Gide’s first publications in fact belong to the 1890s (as a very young man he attended some of Mallarmé’s ’mardis’), and some of his best fiction was written before the First World War, notably L’Immoraliste (1902), La Porte étroite (1909) and Les Caves du Vatican (1914). He did not give the title roman (novel) to any of these works, calling the first two récits (accounts) and the third a sotie (sixteenth-century term for a satirical play acted by fools). What they all have in common is that they are workings-out in fictional terms of aspects of his own life, which was a complicated one.

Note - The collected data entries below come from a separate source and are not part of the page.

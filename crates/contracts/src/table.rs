//! NumericTable - Ingestion output, Aligner input/output
//!
//! Dense row-major table of floating-point values.

use serde::{Deserialize, Serialize};

use crate::{ContractError, FloatKind};

/// Row-major numeric table
///
/// Column order is the token order of the source lines. A table with zero
/// rows is the "no data" state produced by fail-soft ingestion.
#[derive(Debug, Clone, PartialEq, Serialize, Deserialize)]
pub struct NumericTable {
    rows: usize,
    cols: usize,
    kind: FloatKind,
    data: Vec<f64>,
}

impl NumericTable {
    /// Create a table from a flat row-major buffer.
    ///
    /// # Panics
    /// Panics if `data.len() != rows * cols`.
    pub fn new(rows: usize, cols: usize, kind: FloatKind, data: Vec<f64>) -> Self {
        assert_eq!(
            data.len(),
            rows * cols,
            "buffer length must equal rows * cols"
        );
        Self {
            rows,
            cols,
            kind,
            data,
        }
    }

    /// Shape (0, 0), the fail-soft result
    pub fn empty() -> Self {
        Self::with_kind(FloatKind::F64)
    }

    /// Empty table of a given width kind
    pub fn with_kind(kind: FloatKind) -> Self {
        Self {
            rows: 0,
            cols: 0,
            kind,
            data: Vec::new(),
        }
    }

    /// Build from nested rows; every row must have the same length.
    pub fn from_rows<R>(rows: &[R], kind: FloatKind) -> Result<Self, ContractError>
    where
        R: AsRef<[f64]>,
    {
        let Some(first) = rows.first() else {
            return Ok(Self::with_kind(kind));
        };
        let cols = first.as_ref().len();
        let mut data = Vec::with_capacity(rows.len() * cols);
        for (i, row) in rows.iter().enumerate() {
            let row = row.as_ref();
            if row.len() != cols {
                return Err(ContractError::RaggedRows {
                    row: i,
                    expected: cols,
                    found: row.len(),
                });
            }
            data.extend_from_slice(row);
        }
        Ok(Self {
            rows: rows.len(),
            cols,
            kind,
            data,
        })
    }

    #[inline]
    pub fn rows(&self) -> usize {
        self.rows
    }

    #[inline]
    pub fn cols(&self) -> usize {
        self.cols
    }

    #[inline]
    pub fn shape(&self) -> (usize, usize) {
        (self.rows, self.cols)
    }

    #[inline]
    pub fn kind(&self) -> FloatKind {
        self.kind
    }

    /// True when the table holds no rows
    #[inline]
    pub fn is_empty(&self) -> bool {
        self.rows == 0
    }

    /// Borrow one row
    #[inline]
    pub fn row(&self, i: usize) -> &[f64] {
        let start = i * self.cols;
        &self.data[start..start + self.cols]
    }

    /// Iterate rows in order
    pub fn rows_iter(&self) -> impl Iterator<Item = &[f64]> + '_ {
        (0..self.rows).map(move |i| self.row(i))
    }

    /// Copy out one column, or `None` if out of range
    pub fn column(&self, j: usize) -> Option<Vec<f64>> {
        if j >= self.cols {
            return None;
        }
        Some(self.rows_iter().map(|r| r[j]).collect())
    }

    #[inline]
    pub fn get(&self, i: usize, j: usize) -> Option<f64> {
        if i < self.rows && j < self.cols {
            Some(self.data[i * self.cols + j])
        } else {
            None
        }
    }

    /// Append a row. The first row pushed into a 0-column table fixes the width.
    pub fn push_row(&mut self, row: &[f64]) -> Result<(), ContractError> {
        if self.rows == 0 && self.cols == 0 {
            self.cols = row.len();
        }
        if row.len() != self.cols {
            return Err(ContractError::RaggedRows {
                row: self.rows,
                expected: self.cols,
                found: row.len(),
            });
        }
        self.data.extend_from_slice(row);
        self.rows += 1;
        Ok(())
    }

    /// Concatenate columns: `self`'s columns first, then `other`'s.
    pub fn hstack(self, other: &NumericTable) -> Result<NumericTable, ContractError> {
        if self.rows != other.rows {
            return Err(ContractError::RowCountMismatch {
                left: self.rows,
                right: other.rows,
            });
        }
        let cols = self.cols + other.cols;
        let mut data = Vec::with_capacity(self.rows * cols);
        for (l, r) in self.rows_iter().zip(other.rows_iter()) {
            data.extend_from_slice(l);
            data.extend_from_slice(r);
        }
        Ok(NumericTable {
            rows: self.rows,
            cols,
            kind: self.kind.widest(other.kind),
            data,
        })
    }

    /// Flat row-major view
    #[inline]
    pub fn as_slice(&self) -> &[f64] {
        &self.data
    }
}

impl Default for NumericTable {
    fn default() -> Self {
        Self::empty()
    }
}

/// Leading non-numeric lines of a source
#[derive(Debug, Clone, Default, PartialEq, Eq, Serialize, Deserialize)]
pub struct HeaderBlock {
    /// Number of header lines before the numeric region
    pub line_count: usize,

    /// Labels parsed from line 0 (only when requested)
    #[serde(default, skip_serializing_if = "Option::is_none")]
    pub labels: Option<Vec<String>>,
}
//! Ingestion options

use contracts::{FloatKind, StreamConfig};

/// Options for one ingestion call
#[derive(Debug, Clone, Copy)]
pub struct IngestOptions {
    /// Field separator
    pub separator: char,

    /// Target numeric width
    pub float_kind: FloatKind,

    /// Also return labels parsed from line 0
    pub want_header: bool,

    /// Single leading character stripped from line 0 before label parsing
    pub comment_marker: char,
}

impl Default for IngestOptions {
    fn default() -> Self {
        Self {
            separator: contracts::default_separator(),
            float_kind: FloatKind::F64,
            want_header: false,
            comment_marker: '#',
        }
    }
}

impl IngestOptions {
    /// Create options with the given separator and defaults elsewhere
    pub fn new(separator: char) -> Self {
        Self {
            separator,
            ..Self::default()
        }
    }

    pub fn with_float_kind(mut self, float_kind: FloatKind) -> Self {
        self.float_kind = float_kind;
        self
    }

    pub fn with_header(mut self, want_header: bool) -> Self {
        self.want_header = want_header;
        self
    }
}

impl From<&StreamConfig> for IngestOptions {
    fn from(stream: &StreamConfig) -> Self {
        Self {
            separator: stream.separator,
            float_kind: stream.numeric_type,
            want_header: stream.want_header,
            ..Self::default()
        }
    }
}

The son of a respected protestant professor of law (Protestants in France are a formerly persecuted and therefore somewhat defensive minority), but spending school holidays with Catholic relatives, he was at first attracted by an almost mystical Catholicism personified by his cousin Madeleine, whom after years of courtship he eventually persuaded to marry him in 1895. The marriage was never consummated, however, since a journey to North Africa in 1893—94 had revealed to him his homosexuality — to be more precise, his attraction to young boys. The fraught relationships that resulted obviously furnish the plot of L’Immoraliste, which is a brief first-person narrative of almost eighteenth-century clarity, told by Michel (the guilt-ridden yet defiant husband) to a group of his friends, one of whom establishes the frame-story. Michel is an unreliable narrator: we cannot always take his word for everything that happened, or for his feelings at various points. Gide did not invent the device of the unreliable narrator: he acknowledges his debt to, for instance, the Scottish novelist James Hogg, author of the Confessions of a Justified Sinner (1824). But he used it so effectively as to make it distinctively his own. In a similar way, the situation of the central figure of La Porte étroite (Strait is the Gate), Alissa, is very close to that of Madeleine before her marriage. The story is told mostly through letters and diary entries, which again have to be carefully read to try to tease out an understanding of the characters’ real feelings for each other.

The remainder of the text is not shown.